However, the court will assume "well-pleaded factual allegations, ' be true, and then determine whether they plausibly give rise to an entitlement to relief.'" Telesaurus, 623 F.3d. at 1003 ( quoting Iqbal, 556 U.S. at 679); see also Iqbal, 556 U.S. at 678 ("A claim has facial plausibility when the plaintiff pleads factual content that allows the court to draw the reasonable inference that the defendant is liable for the misconduct alleged."). "The plausibility standard is not akin to a probability requirement, ' but it asks for more than a sheer possibility that a defendant has acted unlawfully." Iqbal, 556 U.S. at 678. Determining plausibility is a "context-specific task..." that requires the court to "draw on its judicial experience and common sense." Id. at 679. A complaint cannot survive dismissal where the court can only infer that a claim is merely possible rather than plausible. Id.

As a general rule, the district court may not consider any material beyond the pleadings when resolving a motion to dismiss for failure to state a claim. Lee v. City of Los Angeles, 250 F.3d 668, 688 (9th Cir. 2001), impliedly overruled on other grounds as discussed in Gallardo v. DiCarlo, 203 F.Supp.2d 1160, 1162 n.2 (C.D. Cal. 2002).

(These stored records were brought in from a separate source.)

//! Concrete recommendation scorers and their shared contract.
//!
//! Four strategies over a shared [`catalog::CatalogSnapshot`]:
//!
//! - [`content::ContentScorer`] — TF-IDF plus numeric-feature similarity
//! - [`collaborative::CollaborativeScorer`] — user-user cosine neighborhoods
//! - [`mood::MoodScorer`] — genre/keyword/sentiment mood fit
//! - [`group::GroupScorer`] — watch-party consensus
//!
//! All of them degrade to popularity ranking when their data runs out, and
//! every ranking breaks score ties by ascending movie id so repeated runs
//! over unchanged data return the same order.

pub mod arena;
pub mod collaborative;
pub mod content;
pub mod error;
pub mod group;
pub mod mood;
pub mod text;
pub mod types;

pub use arena::IdArena;
pub use collaborative::{CollaborativeModel, CollaborativeScorer, friend_recommendations};
pub use content::{ContentModel, ContentScorer};
pub use error::{Result, ScoreError};
pub use group::{DEFAULT_MIN_SATISFACTION, GroupScorer};
pub use mood::{Mood, MoodScorer};
pub use types::{
    Explanation, Recommendation, ScoreSource, Scorer, SourceContribution, popularity_fallback,
    rank,
};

However, the court may consider material submitted as part of the complaint, such as the exhibits which Plaintiff has attached to her Complaint. See Id.

When the plaintiff is pro se, the complaint must be liberally construed in the interests of justice. See Haines v. Kerner, 404 U.S. 519, 520 (1972) ( pro se pleadings are held to "less stringent standards than formal pleadings drafted by lawyers..."); Hebbe v. Pliler, 627 F.3d 338, 342 (9th Cir. 2010) (courts must "continue to construe pro se filings liberally...."); Johnson v. Reagan, 524 F.2d 1123, 1124 (9th Cir. 1975)("Pleadings should be liberally construed in the interests of justice, particularly when a pleader is not learned in the law."). Nonetheless, "[p]ro se litigants must follow the same rules of procedure that govern other litigants." King v. Atiyeh, 814 F.2d 565, 567 (9th Cir. 1987), overruled on other grounds by Lacey v. Maricopa County, 693 F.3d 896 (9th Cir. 2012); see also Ghazali v. Moran, 46 F.3d 52 (9th Cir. 1995) (" pro se litigants are bound by the rules of procedure.").

If the Court determines that a pleading could be cured by the allegation of other facts, a pro se litigant is entitled to an opportunity to amend a complaint before dismissal of the action. See Lopez v. Smith, 203 F.3d 1122, 1127-29 (9th Cir. 2000) ( en banc ). The Court should not, however, advise the litigant how to cure the defects. This type of advice "would undermine district judges' role as impartial decisionmakers." Pliler v. Ford, 542 U.S. 225, 231 (2004); see also ...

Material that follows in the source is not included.